The black and white portrait on the top left is a normal double exposure piece that combines one person's face looking in two different directions to create a rather surreal image. But the other three use a clever method to create a similar but very different effect. The starry or explosive views that combine with the body are actually images projected directly onto the figure itself, the entirety of which is then photographed. This offers opportunities for cool effects like the blue back lighting for contrast on the other side of the body and the distortion of the projected image in the places where the body curves, (this is particularly apparent in the portrait on the bottom left where the stars spread to lines across the side of the man's face and shoulder.)
I think the line between superimposed photography and digital collage can get a little blurry, considering both can be done by simply combining images with photo-editing software. And frankly, I'm not really sure where exactly to place the difference. But I think two factors that can distinguish are whether the images are found photos (a process indicative of collage) or photographed by the artist himself, and how much the image is changed and added to after the initial overlapping. So, with that in mind, these next three artists use varying levels of manipulation to create their own digital collages.

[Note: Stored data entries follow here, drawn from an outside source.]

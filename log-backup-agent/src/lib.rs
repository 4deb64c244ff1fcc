//! Log Backup Agent Library
//!
//! Polls a single log file and keeps a timestamped copy of every distinct
//! version, with enough persisted state to survive restarts.

pub mod config;
pub mod daemon;
pub mod executor;
pub mod fs;
pub mod state;
pub mod utils;

// Re-export commonly used types
pub use config::Config;
pub use executor::{BackupExecutor, LoopPhase, PollOutcome};
pub use state::{BackupRecord, PersistedState, StateStore};
pub use utils::errors::{AgentError, Result};
//! Process lifecycle: signal handling and shutdown.

pub mod shutdown;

Both of these portraits would be almost completely flat silhouettes without the strategic use of highlights and changes in tone to give just enough hint to the shape and form of the figure. The photo on the right for example, uses several subtle but easy to spot highlights to give just enough definition to the shape of the ears, collarbone, and hairline. The portrait on the left uses even subtler hints of definition. The depth of the back and shoulders fades and mixes with the background, just a small curved highlight gives us the placement of an ear, and a small cloud sits loosely where the eye should be.

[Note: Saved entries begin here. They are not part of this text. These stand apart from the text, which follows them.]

//! Backup poll loop - decides when the source changed and writes backups.
//!
//! Each iteration stats the source, runs the two-tier change check and, on a
//! real content change, writes a timestamped copy and persists the new state.
//! No failure inside an iteration stops the loop; only cancellation does.

pub mod writer;

use crate::config::WatchConfig;
use crate::fs::fingerprint::{self, Change, CheapFingerprint, Fingerprint};
use crate::state::{BackupRecord, PersistedState, StateStore};
use crate::utils::errors::AgentError;
use crate::utils::format::{format_bytes, short_hash};
use chrono::Utc;
use std::any::Any;
use std::panic::{self, AssertUnwindSafe};
use std::path::{Path, PathBuf};
use std::time::Duration;
use tokio_util::sync::CancellationToken;
use tracing::{debug, error, info, warn};

/// Lifecycle of the poll loop
#[derive(Debug, Clone, Copy, PartialEq, Eq)]
pub enum LoopPhase {
    /// Constructed, loop not entered yet
    Idle,
    Running,
    /// Cancellation observed, finishing up
    Stopping,
    Stopped,
}

/// What a single poll iteration did
#[derive(Debug, Clone, PartialEq, Eq)]
pub enum PollOutcome {
    SourceMissing,
    StatFailed,
    Unchanged,
    MetadataOnly,
    BackedUp(BackupRecord),
    BackupFailed,
}

/// Main backup executor
pub struct BackupExecutor {
    source: PathBuf,
    backup_dir: PathBuf,
    interval: Duration,
    store: StateStore,
    state: PersistedState,
    phase: LoopPhase,
}

impl BackupExecutor {
    /// Resolve paths, make sure the backup directory exists and load state.
    pub fn new(config: &WatchConfig) -> Self {
        let source = absolutize(&config.source_file);
        let backup_dir = absolutize(&config.backup_dir);

        if let Err(e) = std::fs::create_dir_all(&backup_dir) {
            error!("Cannot create backup directory {}: {}", backup_dir.display(), e);
        }

        let store = StateStore::new(&backup_dir);
        let state = store.load();

        if let Some(previous) = state.source.as_deref() {
            if previous != source.as_path() {
                warn!(
                    "State file {} was recorded for {}, now watching {}",
                    store.path().display(),
                    previous.display(),
                    source.display()
                );
            }
        }

        Self {
            source,
            backup_dir,
            interval: config.interval(),
            store,
            state,
            phase: LoopPhase::Idle,
        }
    }

    pub fn source(&self) -> &Path {
        &self.source
    }

    pub fn backup_dir(&self) -> &Path {
        &self.backup_dir
    }

    pub fn interval(&self) -> Duration {
        self.interval
    }

    pub fn phase(&self) -> LoopPhase {
        self.phase
    }

    /// In-memory state; equal to the state file after every successful save
    pub fn state(&self) -> &PersistedState {
        &self.state
    }

    /// Poll until `cancel` fires.
    ///
    /// Cancellation is checked at the top of every iteration and cuts the
    /// sleep short, but never interrupts an iteration already running.
    pub async fn run(&mut self, cancel: CancellationToken) {
        self.phase = LoopPhase::Running;
        info!(
            "Starting backup loop (interval={}s, source={}, dest={})",
            self.interval.as_secs(),
            self.source.display(),
            self.backup_dir.display()
        );

        while !cancel.is_cancelled() {
            self.guarded_poll();

            tokio::select! {
                _ = cancel.cancelled() => {}
                _ = tokio::time::sleep(self.interval) => {}
            }
        }

        self.phase = LoopPhase::Stopping;
        info!(
            "Backup stopped. Last state: size={} mtime={} hash={}",
            display_opt(self.state.last_size),
            display_opt(self.state.last_mtime),
            self.state.last_hash
        );
        self.phase = LoopPhase::Stopped;
    }

    fn guarded_poll(&mut self) -> Option<PollOutcome> {
        self.guarded(Self::poll_once)
    }

    /// Run one iteration, turning a panic into a logged error.
    fn guarded<F>(&mut self, iteration: F) -> Option<PollOutcome>
    where
        F: FnOnce(&mut Self) -> PollOutcome,
    {
        match panic::catch_unwind(AssertUnwindSafe(|| iteration(self))) {
            Ok(outcome) => Some(outcome),
            Err(payload) => {
                error!("Unexpected error in backup loop: {}", panic_message(&*payload));
                None
            }
        }
    }

    /// One poll iteration: stat, compare, back up if needed.
    pub fn poll_once(&mut self) -> PollOutcome {
        let current = match fingerprint::cheap_fingerprint(&self.source) {
            Ok(current) => current,
            Err(AgentError::NotFound(path)) => {
                warn!(
                    "Source file does not exist yet: {} (checking again in {}s)",
                    path.display(),
                    self.interval.as_secs()
                );
                return PollOutcome::SourceMissing;
            }
            Err(e) if e.is_transient() => {
                warn!("{} (checking again in {}s)", e, self.interval.as_secs());
                return PollOutcome::StatFailed;
            }
            Err(e) => {
                error!("{}", e);
                return PollOutcome::StatFailed;
            }
        };

        let last = self.state.fingerprint();
        match fingerprint::has_changed(&self.source, &current, last.as_ref()) {
            Change::Unchanged => {
                debug!("No change in source, skipping backup");
                PollOutcome::Unchanged
            }
            Change::MetadataOnly => {
                debug!("Source metadata changed but content is identical, skipping backup");
                PollOutcome::MetadataOnly
            }
            Change::Changed { hash } => self.back_up(current, hash),
        }
    }

    fn back_up(&mut self, current: CheapFingerprint, detected_hash: String) -> PollOutcome {
        let outcome = writer::write_backup(&self.source, &self.backup_dir, Utc::now());
        let written = match outcome {
            Ok(written) => written,
            Err(e) if e.is_transient() => {
                error!("Backup failed, will retry next interval: {}", e);
                return PollOutcome::BackupFailed;
            }
            Err(e) => {
                error!("Backup failed: {}", e);
                return PollOutcome::BackupFailed;
            }
        };

        info!(
            "Backup written: {} ({})",
            written.dest_path.display(),
            format_bytes(written.size_bytes)
        );

        let hash = if detected_hash.is_empty() {
            fingerprint::hash_file_or_empty(&self.source)
        } else {
            detected_hash
        };
        let latest = Fingerprint {
            size: written.size_bytes,
            mtime: current.mtime,
            hash,
        };
        let record = BackupRecord {
            source: self.source.clone(),
            backup_dir: self.backup_dir.clone(),
            last_backup_file: written.dest_path,
            last_backup_utc: written.stamp,
        };

        debug!(
            "Recording fingerprint size={} mtime={} hash={}",
            latest.size,
            latest.mtime,
            short_hash(&latest.hash)
        );
        self.state = PersistedState::from_backup(&latest, &record);
        self.store.save(&self.state);

        PollOutcome::BackedUp(record)
    }
}

/// Make `path` absolute against the current directory without touching disk.
fn absolutize(path: &Path) -> PathBuf {
    std::path::absolute(path).unwrap_or_else(|_| path.to_path_buf())
}

fn display_opt<T: std::fmt::Display>(value: Option<T>) -> String {
    value.map_or_else(|| "-".to_string(), |v| v.to_string())
}

fn panic_message(payload: &(dyn Any + Send)) -> String {
    if let Some(msg) = payload.downcast_ref::<&str>() {
        (*msg).to_string()
    } else if let Some(msg) = payload.downcast_ref::<String>() {
        msg.clone()
    } else {
        "unknown panic".to_string()
    }
}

These first four of Mark Weaver's vintagey collages are most clearly related by the fact that the collage is all happening within a constrained space surrounded by a flat tan-ish color. The portrait on the bottom right differs from the others because it is a circle that holds the images together instead of the frame of the figure itself. This gives the illusion that the woman rests atop of the other pictures rather than the other way around. In the portrait of Bob Dylan on the top left, most of his figure is overcome by imagery that is not his own except for the area of his neck tie up the left side of his face. The image of the small boy below Bob where just the highlights of the turn of his cheek and eyes are shown through the collage is even more subtle.

These next two Weaver collages differ by having the background image cover the whole of the piece so the portrait looks to be superimposed on top. Notice how the woman's beigeish face is completely opaque in spots while the man's face never seems to fully emerge from the landscape in which it sits.

Matt Wisniewski
To make his digital collages, Matt Wisniewski scours the interwebs and places like Tumblr for eye catching photographs and combines them to create his own unique colorful and imaginative works. The act of overlaying natural imagery, landscapes, and flowers, on top of portraiture definitely creates an attractive effect, as we've seen in so many examples above, and I partcularly love the bottom two images where flowers creep up across the person's face.
These collages also by Wisniewski give more dominance to the natural, and in one case architectural, pictures than the previous four. While their portrait counterparts still maintain a comfortable base for creation, more freedom is given to these other objects to challenge and go beyond the shape of the figure. This is especially true in the portrait of the bottom right where the architectural arches cleverly form around the place of the glasses and much of the woman's hair is lost in place of the top of the building. And the portrait of the man on the top left is particularly clever. If you notice, the outlines of the mountainous ranges are mirrored and replace both the top and bottom of his head. I like the wisps of hair that show up along the rocks on the left side as well.